In this data, count the lines in which "contains" appears and give only that number.
──────────────────────────────
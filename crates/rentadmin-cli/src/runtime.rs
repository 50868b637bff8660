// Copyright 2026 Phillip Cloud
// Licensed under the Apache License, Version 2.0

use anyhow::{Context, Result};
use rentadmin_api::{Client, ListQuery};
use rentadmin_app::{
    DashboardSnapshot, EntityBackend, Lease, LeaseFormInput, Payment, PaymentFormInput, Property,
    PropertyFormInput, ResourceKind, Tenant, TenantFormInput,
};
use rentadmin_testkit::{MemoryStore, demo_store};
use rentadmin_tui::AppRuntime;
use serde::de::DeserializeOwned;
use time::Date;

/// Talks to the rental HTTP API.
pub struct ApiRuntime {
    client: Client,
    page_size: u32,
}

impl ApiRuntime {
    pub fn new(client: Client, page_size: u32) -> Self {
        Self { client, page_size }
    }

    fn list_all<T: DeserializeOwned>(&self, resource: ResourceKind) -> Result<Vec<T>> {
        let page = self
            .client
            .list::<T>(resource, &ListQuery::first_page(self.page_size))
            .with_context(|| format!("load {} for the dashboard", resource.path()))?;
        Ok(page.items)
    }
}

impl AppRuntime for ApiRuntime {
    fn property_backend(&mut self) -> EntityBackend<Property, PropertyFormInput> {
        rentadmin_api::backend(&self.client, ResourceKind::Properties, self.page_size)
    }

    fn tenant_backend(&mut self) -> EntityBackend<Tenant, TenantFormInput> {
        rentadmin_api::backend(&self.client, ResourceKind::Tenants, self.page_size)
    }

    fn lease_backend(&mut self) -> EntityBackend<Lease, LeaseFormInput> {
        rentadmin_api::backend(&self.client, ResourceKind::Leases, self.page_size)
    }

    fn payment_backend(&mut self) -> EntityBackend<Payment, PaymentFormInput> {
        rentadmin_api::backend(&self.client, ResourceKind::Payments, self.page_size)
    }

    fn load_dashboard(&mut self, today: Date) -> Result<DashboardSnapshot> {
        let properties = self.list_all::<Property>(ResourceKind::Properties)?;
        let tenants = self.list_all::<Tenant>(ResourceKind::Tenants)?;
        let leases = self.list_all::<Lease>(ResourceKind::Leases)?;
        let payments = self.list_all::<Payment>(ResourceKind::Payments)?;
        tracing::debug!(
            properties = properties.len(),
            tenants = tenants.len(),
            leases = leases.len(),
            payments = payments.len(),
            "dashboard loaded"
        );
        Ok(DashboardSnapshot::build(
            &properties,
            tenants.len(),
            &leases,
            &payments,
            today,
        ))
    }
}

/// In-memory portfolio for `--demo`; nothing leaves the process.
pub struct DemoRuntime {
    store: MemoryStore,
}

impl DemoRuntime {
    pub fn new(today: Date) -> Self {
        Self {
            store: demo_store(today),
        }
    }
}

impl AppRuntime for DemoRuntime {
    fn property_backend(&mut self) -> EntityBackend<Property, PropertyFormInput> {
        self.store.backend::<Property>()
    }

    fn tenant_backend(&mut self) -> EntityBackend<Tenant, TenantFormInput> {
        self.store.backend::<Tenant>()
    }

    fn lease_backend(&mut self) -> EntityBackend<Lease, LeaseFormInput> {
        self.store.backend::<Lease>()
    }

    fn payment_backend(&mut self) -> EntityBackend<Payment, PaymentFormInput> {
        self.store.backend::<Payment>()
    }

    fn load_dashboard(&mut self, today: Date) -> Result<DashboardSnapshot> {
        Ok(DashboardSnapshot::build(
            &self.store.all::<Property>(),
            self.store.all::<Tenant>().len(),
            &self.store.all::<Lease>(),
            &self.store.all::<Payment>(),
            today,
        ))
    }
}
──────────────────────────────
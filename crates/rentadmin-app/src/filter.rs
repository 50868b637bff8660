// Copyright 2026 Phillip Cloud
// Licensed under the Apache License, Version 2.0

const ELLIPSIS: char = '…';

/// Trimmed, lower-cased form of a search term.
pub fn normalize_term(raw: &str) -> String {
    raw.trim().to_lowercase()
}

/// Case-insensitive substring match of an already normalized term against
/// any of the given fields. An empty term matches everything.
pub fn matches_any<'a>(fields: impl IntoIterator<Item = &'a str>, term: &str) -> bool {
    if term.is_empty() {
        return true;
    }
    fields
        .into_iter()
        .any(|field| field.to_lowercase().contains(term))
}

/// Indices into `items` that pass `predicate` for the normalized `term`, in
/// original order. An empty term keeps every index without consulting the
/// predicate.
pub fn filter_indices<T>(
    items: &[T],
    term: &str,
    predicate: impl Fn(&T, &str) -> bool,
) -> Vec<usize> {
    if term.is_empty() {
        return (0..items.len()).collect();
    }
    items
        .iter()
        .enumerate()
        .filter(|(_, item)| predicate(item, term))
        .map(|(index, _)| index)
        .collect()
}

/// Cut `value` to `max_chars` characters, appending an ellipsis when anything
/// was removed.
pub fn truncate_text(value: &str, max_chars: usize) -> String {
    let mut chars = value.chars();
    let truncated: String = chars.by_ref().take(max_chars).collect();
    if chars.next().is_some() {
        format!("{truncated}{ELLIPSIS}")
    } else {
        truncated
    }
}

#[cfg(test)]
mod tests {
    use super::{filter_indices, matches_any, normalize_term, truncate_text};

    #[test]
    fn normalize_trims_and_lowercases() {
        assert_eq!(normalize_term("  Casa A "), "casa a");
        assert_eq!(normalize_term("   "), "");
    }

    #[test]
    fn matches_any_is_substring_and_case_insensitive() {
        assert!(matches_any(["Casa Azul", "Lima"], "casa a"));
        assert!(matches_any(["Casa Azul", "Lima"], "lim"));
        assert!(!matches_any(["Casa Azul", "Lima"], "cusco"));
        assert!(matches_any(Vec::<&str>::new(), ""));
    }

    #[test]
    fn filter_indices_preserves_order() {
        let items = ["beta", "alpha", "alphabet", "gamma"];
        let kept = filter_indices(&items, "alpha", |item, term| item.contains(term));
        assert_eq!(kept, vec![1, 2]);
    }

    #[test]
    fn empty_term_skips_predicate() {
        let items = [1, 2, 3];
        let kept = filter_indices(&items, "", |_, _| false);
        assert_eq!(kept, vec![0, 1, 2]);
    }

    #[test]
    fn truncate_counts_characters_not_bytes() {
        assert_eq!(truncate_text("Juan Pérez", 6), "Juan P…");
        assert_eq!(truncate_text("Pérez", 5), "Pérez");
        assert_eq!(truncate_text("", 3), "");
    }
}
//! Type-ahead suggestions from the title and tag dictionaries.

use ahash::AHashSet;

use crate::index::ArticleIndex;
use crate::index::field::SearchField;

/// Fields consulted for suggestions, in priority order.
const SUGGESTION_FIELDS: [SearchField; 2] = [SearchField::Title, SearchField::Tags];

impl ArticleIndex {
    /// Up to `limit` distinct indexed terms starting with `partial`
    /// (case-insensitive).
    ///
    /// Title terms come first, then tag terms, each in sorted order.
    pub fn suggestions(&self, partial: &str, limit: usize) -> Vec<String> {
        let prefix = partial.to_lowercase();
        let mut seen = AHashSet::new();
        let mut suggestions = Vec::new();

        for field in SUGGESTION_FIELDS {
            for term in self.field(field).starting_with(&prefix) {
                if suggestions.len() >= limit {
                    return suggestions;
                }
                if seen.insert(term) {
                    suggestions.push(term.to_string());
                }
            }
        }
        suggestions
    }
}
──────────────────────────────
-- Exercise response --
2